The vote took place on August 15, 2004. The event was orderly, with nearly 95 percent of the electorate voting, a record in Venezuelan history. The referendum was monitored by the Organization of American States (OAS) and the Carter Center, headed by former US president Jimmy Carter. Chávez won the referendum by 60 percent of the vote, and thus won the mandate to remain in office until 2006. It was the fourth election that he had won in five years. Reports by opposition groups of fraudulent voting were not substantiated by the international observers, who endorsed the results and called on all Venezuelans to accept them. After winning the referendum, Chávez stressed the need for national reconciliation. In 2007 he also merged the Fifth Republic Movement with other parties to form the United Socialist Party of Venezuela (PSUV), for which he served as leader.

In March 2008, the Colombian military crossed over into Ecuador in pursuit of members of the Revolution Armed Forces of Colombia (FARC). Several FARC soldiers were killed in the raid. Ecuadorian officials were offended by the actions, and Chávez was particularly incensed. He stated at the time that he would consider any similar action in Venezuela as an act of war. Chávez went so far as to ready a portion of the Venezuela military in what became known as the 2008 Andean diplomatic crisis. Some analysts claimed that the FARC existed in part as a result of funding from the Venezuelan government. Diplomatic sessions resulted in the situation being resolved, but the incident proved the tempestuous nature of Chávez's Venezuela.

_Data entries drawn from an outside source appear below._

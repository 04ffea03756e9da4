//! Lifecycle plans.
//!
//! A [`LifecyclePlan`] is the terminal configuration a [`Mode`] selects
//! before any side effect happens. The driver walks the same timeline for
//! every plan and only consults these fields at its branch points.

use super::mode::Mode;
use crate::library::ExitHook;

/// Point of the timeline where the unload callback is registered.
#[derive(Debug, Clone, Copy, PartialEq, Eq)]
pub enum HookPoint {
    /// Before library-wide initialization.
    BeforeInit,
    /// After initialization, before the provider is loaded.
    AfterInit,
}

/// Exit-hook registration: which mechanism and when.
#[derive(Debug, Clone, Copy, PartialEq, Eq)]
pub struct HookRegistration {
    pub hook: ExitHook,
    pub point: HookPoint,
}

/// What a run does with the provider it loads.
#[derive(Debug, Clone, Copy, PartialEq, Eq)]
pub struct LifecyclePlan {
    /// Unload callback registration, if any.
    pub registration: Option<HookRegistration>,
    /// Unload immediately after loading.
    pub inline_unload: bool,
    /// Call process-wide cleanup at the end of the run.
    pub cleanup: bool,
}

impl LifecyclePlan {
    const LEAK: Self = Self {
        registration: None,
        inline_unload: false,
        cleanup: false,
    };

    /// Plan selected by `mode`.
    pub fn for_mode(mode: Mode) -> Self {
        let hooked = |hook: ExitHook, point: HookPoint| Self {
            registration: Some(HookRegistration { hook, point }),
            ..Self::LEAK
        };

        match mode {
            Mode::NoUnload => Self::LEAK,
            Mode::UnloadInline => Self {
                inline_unload: true,
                ..Self::LEAK
            },
            Mode::ProcessHookBeforeInit => hooked(ExitHook::Process, HookPoint::BeforeInit),
            Mode::ProcessHookAfterInit => hooked(ExitHook::Process, HookPoint::AfterInit),
            Mode::LibraryHook => hooked(ExitHook::Library, HookPoint::AfterInit),
            Mode::Cleanup => Self {
                cleanup: true,
                ..Self::LEAK
            },
        }
    }

    /// Hook to register at `point`, if this plan registers one there.
    pub fn hook_at(&self, point: HookPoint) -> Option<ExitHook> {
        self.registration
            .filter(|r| r.point == point)
            .map(|r| r.hook)
    }

    /// Whether the loaded provider outlives the run.
    pub fn parks_provider(&self) -> bool {
        !self.inline_unload
    }
}

impl From<Mode> for LifecyclePlan {
    fn from(mode: Mode) -> Self {
        Self::for_mode(mode)
    }
}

Critics continued to state that Chávez did not use Venezuela's oil revenues for purposes of social development, but for military spending. Some claimed that Chávez neglected to invest enough resources into the upkeep of the Venezuelan oil infrastructure.

In July of 2009, a government warning was issued to oil company employees in Venezuelan, stating that they cooperate with and join Chávez-backed unions or face termination. State oil minister and staunch Chávez ally Rafael Ramirez detailed the warning in a televised speech. Meanwhile, officials in the administration of US president Barack Obama criticized the lack of effort on the part of the Venezuelan government to limit the trafficking of drugs out of Colombia.

Chávez announced on June 30, 2011 that he had had a cancerous tumor removed in Cuba. He returned to Cuba in August 2011 for chemotherapy. After the cancer recurred in February 2012 he had further treatment, fueling speculation about the results of the October 2012 presidential elections. A challenger to Chávez's candidacy, Miranda state governor Henrique Capriles Radonski, won the opposition party coalition primary in June 2012, but Chávez defeated Capriles in the general election and won a fourth term. Chávez's cancer returned later in 2012, however. He had surgery in Cuba and announced that if he became unable to serve his fourth term, his supporters should choose his vice president, Nicolás Maduro, as president in his stead.

Chávez's absence at his January 2013 inauguration prompted debate about the legitimacy of his presidency. He returned to Caracas, Venezuela, in February and died there on March 5, 2013, at the age of fifty-eight. He was indeed succeeded by Maduro, who continued many of his controversial policies. After his death Chávez remained an iconic figure in Venezuela, venerated by many citizens and institutions.

Bibliography

"Hugo Chavez Fast Facts." CNN, 27 Apr. 2017, www.cnn.com/2012/12/11/world/americas/hugo-chavez---fast-facts/index.html. Accessed 28 Aug. 2020.

"Profile: Hugo Chavez." BBC News, 18 Feb. 2013, www.bbc.com/news/world-latin-america-10086210. Accessed 28 Aug. 2020.

Romero, Simon. "Hugo Chávez: 1954–2013: A Polarizing Figure Who Led a Movement." The New York Times, 5 Mar. 2013, www.nytimes.com/2013/03/06/world/americas/hugo-Chávez-venezuelas-polarizing-leader-dies-at-58.html. Accessed 28 Aug. 2020.

"Venezuela's Chavez Era." Council on Foreign Relations, 2020, www.cfr.org/timeline/venezuelas-Chávez-era. Accessed 28 Aug. 2020.